Depends on a lot of things.
How big are the projects?
How much visual stuff could you be doing?
My rule of thumb for our implementation is.
Light weight users have HT 3.0 processors and 1 G ram
The shooters will have some kind of Dual Core processor and 2 G ram.

John Postlewait
IS Department
George Butler Associates, Inc.

Doodlemusmaximus
2006-04-28, 07:35 AM
Depends on a lot of things.
How big are the projects?
How much visual stuff could you be doing?
My rule of thumb for our implementation is.
Light weight users have HT 3.0 processors and 1 G ram
The shooters will have some kind of Dual Core processor and 2 G ram.

John Postlewait
IS Department
George Butler Associates, Inc.
Sounds about what I thought, I'll have to put a business case to the upper tier of management.

Cheers

Aquaserpent
2006-04-28, 10:51 AM
For the real heavy users I recommend 4 gigs of ram, on dual processors, and dual monitors.

dmarx
2006-04-28, 01:04 PM
For the real heavy users I recommend 4 gigs of ram, on dual processors, and dual monitors.


you recommend? or thats what you use?


if its the case of that is what you use, do you have any job openings? haha

Aquaserpent
2006-04-28, 01:47 PM
That is what I recommend, I have 2 gigs of ram right now and on large projects I will run into memory problems. So we have decided to up the memory to 4 gigs.

When you have a 1,000 acre DTM + Are rials + parcel data+ soils information, + ...
I had a drawing with this scenario that was eating up 1.5 gig of ram when open, and left no room to function. During the DTM editing process I had to detach the Aerials and a lot of other information, and only reinserted them when needed. After I finished editing my DTM I deleted the surface views, and purged everything I could to cut down the size as much as possible.

Before you start screaming about a 1,000 + acre DTM's. keep in mind drainage basin studies can get rather large and one can not alter a creek or channel without sufficient analysis of the entire basin. Then the permitting process requires a drainage area map the shows all the basins, sub-basin areas, contour data, aerials, soils survey, drainage structures, Cn's, Tc's, and a nodal diagram that corresponds to your hydraulic model (this is so the reviewing agency can verify that the data is input correctly).

Like I said for the REAL HEAVY users I would recommend 4 Gigs.

And yes we have openings. Please check http://www.co.pinellas.fl.us/persnl/emp&test/Empopp.htm
for any position you are interested in.

dmarx
2006-04-28, 03:35 PM
That is what I recommend, I have 2 gigs of ram right now and on large projects I will run into memory problems.

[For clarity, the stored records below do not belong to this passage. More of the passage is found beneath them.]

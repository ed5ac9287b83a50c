use mongodb::bson::{Document, from_document};
use serde::Serialize;

use crate::error::{StoreError, StoreResult};

use super::Searchable;

/// One page of search results.
#[derive(Debug, Clone, PartialEq, Serialize)]
pub struct ResultPage<P> {
    pub documents: Vec<P>,
    /// Normalized field of the last document, absent when the page is empty.
    pub next_cursor: Option<String>,
}

impl<P> ResultPage<P> {
    pub fn empty() -> Self {
        Self {
            documents: Vec::new(),
            next_cursor: None,
        }
    }
}

/// Decodes raw store records into `T`'s public projection and derives the
/// cursor for the following page.
pub fn map_page<T: Searchable>(records: Vec<Document>) -> StoreResult<ResultPage<T::Projection>> {
    let next_cursor = match records.last() {
        Some(last) => Some(
            last.get_str(T::INDEXED_FIELD)
                .map_err(|_| StoreError::MissingField {
                    collection: T::COLLECTION,
                    field: T::INDEXED_FIELD,
                })?
                .to_string(),
        ),
        None => None,
    };

    let documents = records
        .into_iter()
        .map(|record| from_document::<T>(record)?.project())
        .collect::<Result<Vec<_>, _>>()?;

    Ok(ResultPage {
        documents,
        next_cursor,
    })
}
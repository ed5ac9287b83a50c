use mongodb::bson::{DateTime, oid::ObjectId};
use serde::{Deserialize, Serialize};

use crate::api::models::{ContentResult, UserResult};
use crate::db::collections;
use crate::error::StoreResult;
use crate::search::Searchable;
use crate::search::query::normalize;

#[derive(Serialize, Deserialize, Debug, Clone, PartialEq)]
pub struct User {
    #[serde(rename = "_id")]
    pub id: ObjectId,

    pub username: String,
    #[serde(rename = "usernameLower")]
    pub username_lower: String,
    #[serde(default, skip_serializing_if = "Option::is_none")]
    pub first_name: Option<String>,
    #[serde(default, skip_serializing_if = "Option::is_none")]
    pub last_name: Option<String>,
    #[serde(default, skip_serializing_if = "Option::is_none")]
    pub profile_image: Option<String>,
    pub created_at: DateTime,
}

impl User {
    pub fn new(username: String) -> User {
        User {
            id: ObjectId::new(),
            username_lower: normalize(&username),
            username,
            first_name: None,
            last_name: None,
            profile_image: None,
            created_at: DateTime::now(),
        }
    }
}

/// User fields accepted on registration and in seed files.
#[derive(Deserialize, Debug, Clone)]
pub struct NewUser {
    pub username: String,
    #[serde(default)]
    pub first_name: Option<String>,
    #[serde(default)]
    pub last_name: Option<String>,
    #[serde(default)]
    pub profile_image: Option<String>,
}

impl From<NewUser> for User {
    fn from(new: NewUser) -> Self {
        User {
            first_name: new.first_name,
            last_name: new.last_name,
            profile_image: new.profile_image,
            ..User::new(new.username)
        }
    }
}

impl Searchable for User {
    const COLLECTION: &'static str = collections::USERS;
    const INDEXED_FIELD: &'static str = "usernameLower";
    type Projection = UserResult;

    fn project(self) -> StoreResult<UserResult> {
        Ok(self.into())
    }
}

#[derive(Serialize, Deserialize, Debug, Clone, PartialEq)]
pub struct Content {
    #[serde(rename = "_id")]
    pub id: ObjectId,

    pub creator_id: String,
    pub title: String,
    #[serde(rename = "titleLower")]
    pub title_lower: String,
    #[serde(default, skip_serializing_if = "Option::is_none")]
    pub summary: Option<String>,
    #[serde(default)]
    pub content: String,
    pub date_created: DateTime,
}

impl Content {
    pub fn new(creator_id: String, title: String, content: String) -> Content {
        Content {
            id: ObjectId::new(),
            creator_id,
            title_lower: normalize(&title),
            title,
            summary: None,
            content,
            date_created: DateTime::now(),
        }
    }
}

/// Content fields accepted on creation and in seed files.
#[derive(Deserialize, Debug, Clone)]
pub struct NewContent {
    pub creator_id: String,
    pub title: String,
    #[serde(default)]
    pub summary: Option<String>,
    #[serde(default)]
    pub content: String,
}

impl From<NewContent> for Content {
    fn from(new: NewContent) -> Self {
        Content {
            summary: new.summary,
            ..Content::new(new.creator_id, new.title, new.content)
        }
    }
}

impl Searchable for Content {
    const COLLECTION: &'static str = collections::CONTENTS;
    const INDEXED_FIELD: &'static str = "titleLower";
    type Projection = ContentResult;

    fn project(self) -> StoreResult<ContentResult> {
        ContentResult::try_from(self)
    }
}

So we have decided to up the memory to 4 gigs.

When you have a 1,000 acre DTM + Are rials + parcel data+ soils information, + ...
I had a drawing with this scenario that was eating up 1.5 gig of ram when open, and left no room to function. During the DTM editing process I had to detach the Aerials and a lot of other information, and only reinserted them when needed. After I finished editing my DTM I deleted the surface views, and purged everything I could to cut down the size as much as possible.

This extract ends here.